Physical property and intellectual property are not the same, so this analogy
does not hold.

Copyright is fundamentally a balancing act between these two opposing
interests:

    
    
      - the right of a creator to make money of their creation for a limited time
    
      - the right of the public "to promote the progress of science and useful arts"
    

There is no such duty for a physical property owner to allow others to access,
view, or build upon his property.

If you choose to use technological means to deny society the second interest
above you should not also be allowed to claim the protection of the first
interest above.

------
noodlesUK
All this content having DRM drives me totally crazy.

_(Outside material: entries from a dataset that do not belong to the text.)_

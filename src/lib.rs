//! Ranks applications by how long they were in the foreground during a window, the last day by
//! default, and prints them with their share of the total.

pub mod cli;
pub mod platform;
pub mod present;
pub mod usage;
pub mod utils;
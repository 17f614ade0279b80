use std::{env, io, path::PathBuf};

use anyhow::{anyhow, Result};

const APPLICATION_DIR: &str = "usagestats";

/// Resolves the state directory. Records, grants, the package manifest and logs all live here.
pub fn create_application_default_path() -> Result<PathBuf> {
    let path = {
        #[cfg(windows)]
        {
            let mut path = env::var("APPDATA")
                .map(PathBuf::from)
                .map_err(|_| anyhow!("APPDATA should be present on Windows"))?;
            path.push(APPLICATION_DIR);
            path
        }
        #[cfg(not(windows))]
        {
            let mut path = env::var("XDG_STATE_HOME")
                .map(PathBuf::from)
                .or_else(|_| {
                    env::var("HOME").map(|home| {
                        let mut path = PathBuf::from(home);
                        path.push(".local/state");
                        path
                    })
                })
                .map_err(|_| anyhow!("Couldn't find neither XDG_STATE_HOME nor HOME"))?;
            path.push(APPLICATION_DIR);
            path
        }
    };

    ensure_dir(path)
}

pub fn ensure_dir(path: PathBuf) -> Result<PathBuf> {
    match std::fs::create_dir_all(&path) {
        Ok(_) => Ok(path),
        Err(v) if v.kind() == io::ErrorKind::AlreadyExists => Ok(path),
        Err(v) => Err(v.into()),
    }
}
use std::{fmt::Display, ops::Deref};

use serde::Serialize;

/// Whole-number share of a total. Produced by truncation, so a set of shares never sums above
/// 100.
#[derive(Debug, Clone, Copy, PartialEq, Eq, PartialOrd, Ord, Serialize)]
#[serde(transparent)]
pub struct Percentage(u32);

impl Display for Percentage {
    fn fmt(&self, f: &mut std::fmt::Formatter<'_>) -> std::fmt::Result {
        write!(f, "{}%", self.0)
    }
}

impl Percentage {
    pub const ZERO: Percentage = Percentage(0);

    /// `floor(value * 100 / whole)`. Returns [None] for an empty whole or a negative value.
    pub fn of(value: impl Into<i128>, whole: impl Into<i128>) -> Option<Percentage> {
        let (value, whole) = (value.into(), whole.into());
        if whole <= 0 || value < 0 {
            return None;
        }
        let share = value * 100 / whole;
        u32::try_from(share).ok().map(Percentage)
    }

    /// Value usable as a progress fill, always within `0..=100`.
    pub fn clamped(self) -> Percentage {
        Percentage(self.0.min(100))
    }
}

impl Deref for Percentage {
    type Target = u32;

    fn deref(&self) -> &Self::Target {
        &self.0
    }
}
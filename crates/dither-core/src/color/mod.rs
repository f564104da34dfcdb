//! Color types and conversions
//!
//! - [`Rgb`]: 8-bit sRGB, the pixel and palette exchange format
//! - [`Lab`]: CIE L*a*b* for perceptual clustering in palette extraction
//! - [`Hsl`]: hue/saturation/lightness for hue-driven extraction
//!
//! Plus the scalar metrics shared by every stage: [`luminance`],
//! [`redmean`] and [`contrast_ratio`].

mod hsl;
mod lab;
mod lut;
mod metrics;
mod rgb;

pub use hsl::{rgb_to_hsl, Hsl};
pub use lab::{rgb_to_lab, Lab};
pub use metrics::{contrast_ratio, luminance, luminance_of, redmean, redmean_f32};
pub use rgb::Rgb;
/// Pixel visiting order.
#[derive(Debug, Clone, Copy, PartialEq, Eq, Default)]
pub enum ScanOrder {
    /// Even rows left to right, odd rows right to left.
    #[default]
    Serpentine,
    /// Every row left to right.
    Raster,
}

impl ScanOrder {
    /// Whether row `y` is traversed right to left.
    #[inline]
    pub fn is_reversed(self, y: usize) -> bool {
        self == ScanOrder::Serpentine && y % 2 == 1
    }

    /// `(x, y, reversed)` for every pixel in visiting order.
    pub fn positions(
        self,
        width: usize,
        height: usize,
    ) -> impl Iterator<Item = (usize, usize, bool)> {
        (0..height).flat_map(move |y| {
            let reversed = self.is_reversed(y);
            (0..width).map(move |i| {
                let x = if reversed { width - 1 - i } else { i };
                (x, y, reversed)
            })
        })
    }
}
pub mod png_io;

pub use png_io::{decode_png, encode_png, read_png, write_png};
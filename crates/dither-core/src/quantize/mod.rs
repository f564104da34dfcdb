//! Palette quantization with optional dithering.
//!
//! [`ColorQuantizer`] maps every pixel to its nearest palette entry by
//! Redmean distance after perturbing the query color with the active dither
//! strategy, then applies color replacements to the finished image.
//!
//! Diffusion error is always computed against the matched palette color
//! before any replacement, so swapping colors afterwards changes only the
//! final values and never the spatial pattern.

use std::time::Instant;

use crate::color::luminance;
use crate::dither::{
    ContrastStretch, DitherMethod, DitherSpec, ErrorBuffer, Kernel, NoiseSource, OrderedMatrix,
};
use crate::output::{binarize_alpha, PixelBuffer, TransformOutput};
use crate::palette::{ColorReplacementMap, Palette};

/// Per-invocation query perturbation, resolved from the [`DitherMethod`].
enum Perturbation {
    None,
    Diffusion {
        kernel: &'static Kernel,
        factor: f32,
        errors: ErrorBuffer<3>,
    },
    Ordered {
        matrix: OrderedMatrix,
        bias: f32,
    },
    Noise {
        source: NoiseSource,
        factor: f32,
    },
    Stretch(ContrastStretch),
}

impl Perturbation {
    fn new(spec: &DitherSpec, buffer: &PixelBuffer) -> Self {
        match spec.method {
            DitherMethod::Bitmap => Perturbation::None,
            DitherMethod::ErrorDiffusion { kernel, factor } => Perturbation::Diffusion {
                kernel: kernel.kernel(),
                factor,
                errors: ErrorBuffer::new(buffer.width() as usize, buffer.height() as usize),
            },
            DitherMethod::Ordered { matrix } => Perturbation::Ordered {
                matrix,
                bias: spec.bias(),
            },
            DitherMethod::Noise { kind, factor } => Perturbation::Noise {
                source: NoiseSource::new(kind, spec.seed),
                factor,
            },
            DitherMethod::Stretch { amount } => {
                let plane = buffer.luminance_plane();
                Perturbation::Stretch(ContrastStretch::measure(buffer, &plane, amount))
            }
        }
    }

    #[inline]
    fn query(&mut self, x: usize, y: usize, original: [f32; 3]) -> [f32; 3] {
        let shift = |offset: f32| original.map(|c| c + offset);
        match self {
            Perturbation::None => original,
            Perturbation::Diffusion { errors, .. } => {
                let e = errors.get(x as i64, y as i64);
                [original[0] + e[0], original[1] + e[1], original[2] + e[2]]
            }
            Perturbation::Ordered { matrix, bias } => shift(*bias + matrix.channel_offset(x, y)),
            Perturbation::Noise { source, factor } => shift(source.offset(x, y, *factor)),
            Perturbation::Stretch(stretch) => original.map(|c| stretch.apply(c)),
        }
    }

    #[inline]
    fn diffuse(&mut self, x: usize, y: usize, reversed: bool, query: [f32; 3], matched: [f32; 3]) {
        if let Perturbation::Diffusion {
            kernel,
            factor,
            errors,
        } = self
        {
            let error = [
                (query[0] - matched[0]) * *factor,
                (query[1] - matched[1]) * *factor,
                (query[2] - matched[2]) * *factor,
            ];
            for (dx, dy, weight) in kernel.offsets(reversed) {
                errors.add(
                    x as i64 + dx as i64,
                    y as i64 + dy as i64,
                    error.map(|e| e * weight),
                );
            }
        }
    }
}

/// High-level palette quantizer.
///
/// Constructor requires a [`Palette`], so an empty palette is rejected
/// before any pixel is touched. The quantizer is reusable across images.
///
/// # Example
///
/// ```
/// use dither_core::{ColorQuantizer, Palette, PixelBuffer, Rgb};
///
/// let palette = Palette::from_hex(&["#000000", "#ffffff"]).unwrap();
/// let quantizer = ColorQuantizer::new(palette);
///
/// let buffer = PixelBuffer::new(1, 1, vec![30, 30, 30, 255]).unwrap();
/// let output = quantizer.quantize(buffer);
/// assert_eq!(output.buffer.pixel(0, 0), [0, 0, 0, 255]);
/// assert_eq!(output.histogram.count(Rgb::BLACK), 1);
/// ```
#[derive(Debug, Clone)]
pub struct ColorQuantizer {
    palette: Palette,
    spec: DitherSpec,
    replacements: ColorReplacementMap,
}

impl ColorQuantizer {
    /// Nearest-color quantizer without dithering or replacements.
    pub fn new(palette: Palette) -> Self {
        Self {
            palette,
            spec: DitherSpec::default(),
            replacements: ColorReplacementMap::new(),
        }
    }

    #[inline]
    pub fn dither(mut self, spec: DitherSpec) -> Self {
        self.spec = spec;
        self
    }

    #[inline]
    pub fn method(mut self, method: DitherMethod) -> Self {
        self.spec.method = method;
        self
    }

    #[inline]
    pub fn threshold(mut self, threshold: u8) -> Self {
        self.spec.threshold = threshold;
        self
    }

    #[inline]
    pub fn seed(mut self, seed: u64) -> Self {
        self.spec.seed = Some(seed);
        self
    }

    /// Substitutions applied to the finished image.
    #[inline]
    pub fn replacements(mut self, replacements: ColorReplacementMap) -> Self {
        self.replacements = replacements;
        self
    }

    pub fn palette(&self) -> &Palette {
        &self.palette
    }

    /// Quantize `buffer` to the palette.
    pub fn quantize(&self, mut buffer: PixelBuffer) -> TransformOutput {
        let started = Instant::now();
        let width = buffer.width() as usize;
        let height = buffer.height() as usize;
        let order = self.spec.method.scan_order();
        let mut perturbation = Perturbation::new(&self.spec, &buffer);
        let mut transparent = 0usize;

        let data = buffer.as_bytes_mut();
        for (x, y, reversed) in order.positions(width, height) {
            let i = (y * width + x) * 4;
            let original = [data[i] as f32, data[i + 1] as f32, data[i + 2] as f32];

            let query = perturbation.query(x, y, original);
            let idx = self.palette.find_nearest(query);
            let entry = self.palette.entry(idx);
            perturbation.diffuse(x, y, reversed, query, self.palette.channels(idx));

            let normalized = luminance(original[0], original[1], original[2]) / 255.0;
            if entry.admits(normalized) {
                data[i] = entry.color.r;
                data[i + 1] = entry.color.g;
                data[i + 2] = entry.color.b;
                data[i + 3] = binarize_alpha(data[i + 3]);
            } else {
                data[i..i + 4].fill(0);
                transparent += 1;
            }
        }

        let replaced = self.replacements.apply(data);
        let output = TransformOutput::new(buffer);

        tracing::debug!(
            width,
            height,
            method = self.spec.method.name(),
            palette = self.palette.len(),
            transparent,
            replaced,
            elapsed_ms = started.elapsed().as_millis() as u64,
            "quantization complete"
        );
        output
    }
}

#[cfg(test)]
mod tests {
    use super::*;
    use crate::color::Rgb;
    use crate::dither::{DiffusionKernel, NoiseKind};
    use crate::palette::PaletteEntry;

    fn gradient(width: u32, height: u32) -> PixelBuffer {
        let mut data = Vec::new();
        for y in 0..height {
            for x in 0..width {
                let r = (x * 255 / (width - 1).max(1)) as u8;
                let g = (y * 255 / (height - 1).max(1)) as u8;
                data.extend_from_slice(&[r, g, 128, 255]);
            }
        }
        PixelBuffer::new(width, height, data).unwrap()
    }

    fn rgb_palette() -> Palette {
        Palette::from_hex(&["#000000", "#ffffff", "#ff0000", "#00ff00", "#0000ff"]).unwrap()
    }

    #[test]
    fn test_every_method_stays_in_palette() {
        let palette = rgb_palette();
        let allowed: Vec<Rgb> = palette.colors().collect();
        let methods = [
            DitherMethod::Bitmap,
            DitherMethod::ErrorDiffusion {
                kernel: DiffusionKernel::JarvisJudiceNinke,
                factor: 1.0,
            },
            DitherMethod::Ordered {
                matrix: OrderedMatrix::Bayer8,
            },
            DitherMethod::Noise {
                kind: NoiseKind::Random,
                factor: 0.7,
            },
            DitherMethod::Stretch { amount: 30.0 },
        ];
        for method in methods {
            let output = ColorQuantizer::new(palette.clone())
                .method(method)
                .quantize(gradient(12, 9));
            for (color, alpha) in output.buffer.pixels() {
                assert_eq!(alpha, 255);
                assert!(allowed.contains(&color), "{color} not in palette ({})", method.name());
            }
        }
    }

    #[test]
    fn test_entry_threshold_makes_bright_pixels_transparent() {
        let palette = Palette::new(vec![PaletteEntry::new(Rgb::WHITE, 0.5)]).unwrap();
        let buffer = PixelBuffer::new(2, 1, vec![100, 100, 100, 255, 200, 200, 200, 255]).unwrap();
        let output = ColorQuantizer::new(palette).quantize(buffer);

        assert_eq!(output.buffer.pixel(0, 0), [255, 255, 255, 255]);
        assert_eq!(output.buffer.pixel(1, 0), [0, 0, 0, 0]);
        assert_eq!(output.histogram.total(), 1);
    }

    #[test]
    fn test_transparent_input_keeps_zero_alpha() {
        let palette = rgb_palette();
        let buffer = PixelBuffer::new(1, 1, vec![250, 5, 5, 0]).unwrap();
        let output = ColorQuantizer::new(palette).quantize(buffer);
        assert_eq!(output.buffer.pixel(0, 0), [255, 0, 0, 0]);
        assert!(output.histogram.is_empty());
    }

    #[test]
    fn test_replacements_do_not_change_pattern() {
        let palette = Palette::from_hex(&["#000000", "#ffffff"]).unwrap();
        let method = DitherMethod::ErrorDiffusion {
            kernel: DiffusionKernel::FloydSteinberg,
            factor: 1.0,
        };
        let plain = ColorQuantizer::new(palette.clone())
            .method(method)
            .quantize(gradient(16, 16));
        let swapped = ColorQuantizer::new(palette)
            .method(method)
            .replacements([(Rgb::BLACK, Rgb::new(0x11, 0x22, 0x33))].into_iter().collect())
            .quantize(gradient(16, 16));

        for ((a, _), (b, _)) in plain.buffer.pixels().zip(swapped.buffer.pixels()) {
            if a == Rgb::BLACK {
                assert_eq!(b, Rgb::new(0x11, 0x22, 0x33));
            } else {
                assert_eq!(a, b);
            }
        }
        assert_eq!(
            plain.histogram.count(Rgb::BLACK),
            swapped.histogram.count(Rgb::new(0x11, 0x22, 0x33))
        );
        assert_eq!(swapped.histogram.count(Rgb::BLACK), 0);
    }

    #[test]
    fn test_replacements_never_chain() {
        let palette = Palette::from_hex(&["#000000"]).unwrap();
        let replacements = ColorReplacementMap::from_hex_pairs([
            ("#000000", "#ffffff"),
            ("#ffffff", "#ff0000"),
        ])
        .unwrap();
        let output = ColorQuantizer::new(palette)
            .replacements(replacements)
            .quantize(PixelBuffer::filled(2, 2, [9, 9, 9, 255]).unwrap());
        assert_eq!(output.histogram.count(Rgb::WHITE), 4);
    }

    #[test]
    fn test_black_white_diffusion_mixes() {
        let palette = Palette::from_hex(&["#000000", "#ffffff"]).unwrap();
        let output = ColorQuantizer::new(palette)
            .method(DitherMethod::ErrorDiffusion {
                kernel: DiffusionKernel::FloydSteinberg,
                factor: 1.0,
            })
            .quantize(PixelBuffer::filled(16, 16, [128, 128, 128, 255]).unwrap());
        let white = output.histogram.count(Rgb::WHITE);
        let black = output.histogram.count(Rgb::BLACK);
        assert_eq!(white + black, 256);
        assert!(white > 64 && black > 64, "white={white} black={black}");
    }
}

I don’t have a windows
machine or games console where I live that can output 4K, but I have a laptop
and desktop running various Linux distros that both have very nice 4K
monitors. It appears that the only places where I can get content that will
play at native quality on them is through the usual illegitimate sources or
through breaking BD drm. Anyone who says that this (Netflix, Amazon etc) is a
smooth process doesn’t care about quality (or heaven forbid offline access).
I’m sure Netflix likes the free reduction in bandwith for desktop users
though...

------
shawnz
Google is being blatantly anticompetitive here and it's definitely not fair to
OP. But as an aside, I actually would prefer this functionality to be provided
by a browser extension rather than a separate app, like the OP describes at
the end of the article. Please pursue this option! I think it would be much
more convenient than having to launch a separate app, even if the
functionality is reduced.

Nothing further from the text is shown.